//! Page hero: background image, title pair, breadcrumbs, meta line, share.

#[cfg(test)]
#[path = "banner_test.rs"]
mod banner_test;

use leptos::prelude::*;
use leptos_router::hooks::use_location;

use super::icons::{Icon, IconKind};

/// Inline style layering a dark gradient over the banner image.
pub fn background_style(image: &str) -> String {
    format!(
        "background-image: linear-gradient(to right, rgba(0, 0, 0, 0.6), rgba(0, 0, 0, 0.3)), url({image});"
    )
}

/// Class for the sub-route crumb; highlighted when it is the current page.
pub fn crumb_class(current_path: &str, sub_route_path: &str) -> &'static str {
    if current_path == sub_route_path {
        "banner__crumb banner__crumb--current"
    } else {
        "banner__crumb"
    }
}

/// `date | time`, either half alone, or nothing.
pub fn date_time_line(date: Option<&str>, time: Option<&str>) -> Option<String> {
    match (date.filter(|d| !d.is_empty()), time.filter(|t| !t.is_empty())) {
        (Some(date), Some(time)) => Some(format!("{date} | {time}")),
        (Some(one), None) | (None, Some(one)) => Some(one.to_owned()),
        (None, None) => None,
    }
}

/// Full meta line: `By {author}` joined to the date/time part.
pub fn meta_line(author: Option<&str>, date: Option<&str>, time: Option<&str>) -> Option<String> {
    let author = author.filter(|a| !a.is_empty()).map(|a| format!("By {a}"));
    match (author, date_time_line(date, time)) {
        (Some(author), Some(when)) => Some(format!("{author} | {when}")),
        (Some(only), None) | (None, Some(only)) => Some(only),
        (None, None) => None,
    }
}

#[component]
pub fn Banner(
    #[prop(into)] image: String,
    #[prop(into)] title_first: String,
    #[prop(optional, into)] title_second: String,
    #[prop(optional, into)] small_text: Option<String>,
    #[prop(into)] main_route: String,
    #[prop(into)] sub_route: String,
    #[prop(into)] sub_route_path: String,
    #[prop(optional_no_strip)] date: Option<String>,
    #[prop(optional_no_strip)] time: Option<String>,
    #[prop(optional_no_strip)] author: Option<String>,
    #[prop(optional)] show_social_icons: bool,
) -> impl IntoView {
    let location = use_location();
    let sub_class = {
        let sub_route_path = sub_route_path.clone();
        move || crumb_class(&location.pathname.get(), &sub_route_path)
    };
    let meta = meta_line(author.as_deref(), date.as_deref(), time.as_deref());
    let main_label = format!("Navigate to {main_route}");
    let sub_label = format!("Navigate to {sub_route}");

    view! {
        <section class="banner" style=background_style(&image)>
            <div class="banner__titles">
                <h1 class="banner__title">
                    <span class="banner__title-accent">{title_first}</span>
                    " "
                    <span>{title_second}</span>
                </h1>
                {small_text.map(|text| view! { <p class="banner__subtitle">{text}</p> })}
            </div>

            <nav class="banner__breadcrumbs" aria-label="Breadcrumb">
                <a href="/" class="banner__crumb" aria-label=main_label>{main_route}</a>
                <span class="banner__crumb-separator">"/"</span>
                <a href=sub_route_path class=sub_class aria-label=sub_label>{sub_route}</a>
            </nav>

            {meta.map(|line| view! { <p class="banner__meta">{line}</p> })}

            <Show when=move || show_social_icons>
                <button
                    class="banner__share"
                    aria-label="Share this page"
                    on:click=move |_| crate::util::share::share_current_page()
                >
                    <Icon kind=IconKind::ExternalLink/>
                </button>
            </Show>
        </section>
    }
}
----
THE TASK. For every line above that includes the word "aria", return the line.

ANSWER BOX.
            <nav class="banner__breadcrumbs" aria-label="Breadcrumb">
                <a href="/" class="banner__crumb" aria-label=main_label>{main_route}</a>
                <a href=sub_route_path class=sub_class aria-label=sub_label>{sub_route}</a>
                    aria-label="Share this page"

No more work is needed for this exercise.